International Water Management Institute, P O Box 2075, Colombo, Sri Lanka E-mail: b.vankoppen@cgiar.org

Identifying technology users and finding effective ways to reach them is intrinsic part of the profession of irrigation engineers and technical people. The user-oriented questions 'who is the user' and 'how to reach him or her' are also a conduit to approach gender and poverty dimensions of irrigation in general and micro-irrigation in particular, as elaborated in this paper. First, key user groups of technology development and use are identified, if poverty alleviation is the ultimate goal: poor smallholders, whose improved access to irrigation is a powerful path to escape income poverty, but also to agricultural growth. Second, ways to reach poor smallholders and to endow them with access to irrigation assets are traced and illustrated: through the design of individual and collective technologies and accompanying pro-poor institutional arrangements of private ownership, collectively ownership or co-management, and of water markets.

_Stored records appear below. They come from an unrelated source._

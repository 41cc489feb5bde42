use crate::export::ExportFormat;
use clap::{Parser, Subcommand};

/// Command-line interface definition for hourledger
/// Monthly hour-allocation ledger backed by SQLite
#[derive(Parser)]
#[command(
    name = "hourledger",
    version = env!("CARGO_PKG_VERSION"),
    about = "Budget hours per month, track worked time and transfer unused budget (SQLite)",
    long_about = None
)]
pub struct Cli {
    /// Override database path (useful for tests or custom DB)
    #[arg(global = true, long = "db")]
    pub db: Option<String>,

    /// Caller role: customer, developer or admin (default from config)
    #[arg(global = true, long = "role")]
    pub role: Option<String>,

    /// Caller user id, used as owner of logged time (default from config)
    #[arg(global = true, long = "user")]
    pub user: Option<i64>,

    /// Run in test mode (no config file update)
    #[arg(global = true, long = "test", hide = true)]
    pub test: bool,

    #[command(subcommand)]
    pub command: Commands,
}

#[derive(Subcommand)]
pub enum Commands {
    /// Initialize the database and configuration
    Init,

    /// Show the configuration file or open it in an editor
    Config {
        #[arg(long = "print", help = "Print the current configuration")]
        print_config: bool,

        #[arg(
            long = "edit",
            help = "Edit the configuration file (default editor: $EDITOR, or nano/notepad)"
        )]
        edit_config: bool,

        #[arg(long = "editor", help = "Editor to use (vim, nano, or custom path)")]
        editor: Option<String>,
    },

    /// Manage the database (migrations, integrity checks, etc.)
    Db {
        #[arg(long = "migrate", help = "Run pending database migrations")]
        migrate: bool,

        #[arg(long = "check", help = "Check database integrity")]
        check: bool,

        #[arg(long = "vacuum", help = "Optimize the database using VACUUM")]
        vacuum: bool,

        #[arg(long = "info", help = "Show database information")]
        info: bool,
    },

    /// Print the internal audit log
    Log {
        #[arg(long = "print", help = "Print rows from the internal log table")]
        print: bool,
    },

    /// Available, worked and remaining hours for every month of a year
    Overview {
        /// Year (default: current year)
        #[arg(long, short)]
        year: Option<i32>,

        #[arg(long, help = "Print JSON instead of a table")]
        json: bool,
    },

    /// Set the available hours of a month (admin)
    Allocate {
        /// Month (YYYY-MM)
        period: String,

        /// Available hours (>= 0)
        #[arg(allow_negative_numbers = true)]
        hours: f64,
    },

    /// Move available hours from one month to another (admin)
    Transfer {
        /// Source month (YYYY-MM)
        from: String,

        /// Destination month (YYYY-MM)
        to: String,

        /// Hours to move (> 0)
        #[arg(allow_negative_numbers = true)]
        hours: f64,
    },

    /// Total hours worked in a month
    Worked {
        /// Month (YYYY-MM)
        period: String,

        #[arg(long, help = "Print JSON instead of text")]
        json: bool,
    },

    /// List every stored allocation (admin)
    Allocations {
        #[arg(long, help = "Print JSON instead of a table")]
        json: bool,
    },

    /// Log and maintain time entries
    Hours {
        #[command(subcommand)]
        action: HoursAction,
    },

    /// Export a year overview
    Export {
        #[arg(long, value_enum, default_value = "csv")]
        format: ExportFormat,

        #[arg(long, value_name = "FILE", help = "Absolute output path")]
        file: String,

        /// Year (default: current year)
        #[arg(long, short)]
        year: Option<i32>,

        #[arg(long, short = 'f', help = "Overwrite an existing file")]
        force: bool,
    },
}

#[derive(Subcommand)]
pub enum HoursAction {
    /// Log time against a work order (developer, admin)
    Add {
        /// Date (YYYY-MM-DD)
        date: String,

        #[arg(long, default_value_t = 0)]
        hours: u32,

        #[arg(long, default_value_t = 0)]
        minutes: u32,

        #[arg(long = "work-order")]
        work_order: i64,
    },

    /// List logged time entries
    List {
        #[arg(long, help = "Only entries of this month (YYYY-MM)")]
        period: Option<String>,
    },

    /// Change a time entry (owner or admin)
    Edit {
        id: i64,

        #[arg(long)]
        date: Option<String>,

        #[arg(long)]
        hours: Option<u32>,

        #[arg(long)]
        minutes: Option<u32>,

        #[arg(long = "work-order")]
        work_order: Option<i64>,
    },

    /// Delete a time entry (owner or admin)
    Del { id: i64 },

    /// Total time logged against a work order
    Total {
        #[arg(long = "work-order")]
        work_order: i64,

        #[arg(long, help = "Print JSON instead of text")]
        json: bool,
    },
}
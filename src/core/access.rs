//! Which role may do what. Runs at the request boundary, before the ledger
//! is touched; the ledger itself never looks at roles.

use crate::errors::{AppError, AppResult};
use crate::models::role::Role;

#[derive(Debug, Clone, Copy, PartialEq, Eq)]
pub enum Action {
    ReadOverview,
    ReadWorked,
    ReadEntries,
    ListAllocations,
    SetAllocation,
    Transfer,
    LogTime,
}

impl Action {
    pub fn name(&self) -> &'static str {
        match self {
            Action::ReadOverview => "read the overview",
            Action::ReadWorked => "read worked hours",
            Action::ReadEntries => "read time entries",
            Action::ListAllocations => "list allocations",
            Action::SetAllocation => "set allocations",
            Action::Transfer => "transfer hours",
            Action::LogTime => "log time",
        }
    }
}

pub fn is_allowed(role: Role, action: Action) -> bool {
    match action {
        Action::ReadOverview | Action::ReadWorked | Action::ReadEntries => true,
        Action::ListAllocations | Action::SetAllocation | Action::Transfer => role.is_admin(),
        Action::LogTime => matches!(role, Role::Developer | Role::Admin),
    }
}

pub fn require(role: Role, action: Action) -> AppResult<()> {
    if is_allowed(role, action) {
        Ok(())
    } else {
        Err(AppError::Forbidden(format!(
            "role '{}' may not {}",
            role.as_str(),
            action.name()
        )))
    }
}

#[cfg(test)]
mod tests {
    use super::*;

    #[test]
    fn only_admin_mutates_the_ledger() {
        for action in [Action::SetAllocation, Action::Transfer, Action::ListAllocations] {
            assert!(require(Role::Admin, action).is_ok());
            assert!(require(Role::Developer, action).is_err());
            assert!(require(Role::Customer, action).is_err());
        }
    }

    #[test]
    fn developers_and_admins_log_time() {
        assert!(is_allowed(Role::Developer, Action::LogTime));
        assert!(is_allowed(Role::Admin, Action::LogTime));
        assert!(matches!(
            require(Role::Customer, Action::LogTime),
            Err(AppError::Forbidden(_))
        ));
    }

    #[test]
    fn anyone_reads() {
        for role in [Role::Customer, Role::Developer, Role::Admin] {
            assert!(is_allowed(role, Action::ReadOverview));
            assert!(is_allowed(role, Action::ReadWorked));
            assert!(is_allowed(role, Action::ReadEntries));
        }
    }
}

Further differentiation among the user group of poor smallholders identifies whether farm managers are men or women. This paper proposes generic tools for gender analysis of smallholder irrigated agriculture. Results of various applications of this tool are described that highlight a wide variation of female, dual or male farming systems over the globe. Lastly, concrete cases and generic lessons to reach both men and women, rather than excluding women, as often occurred in the past, are presented.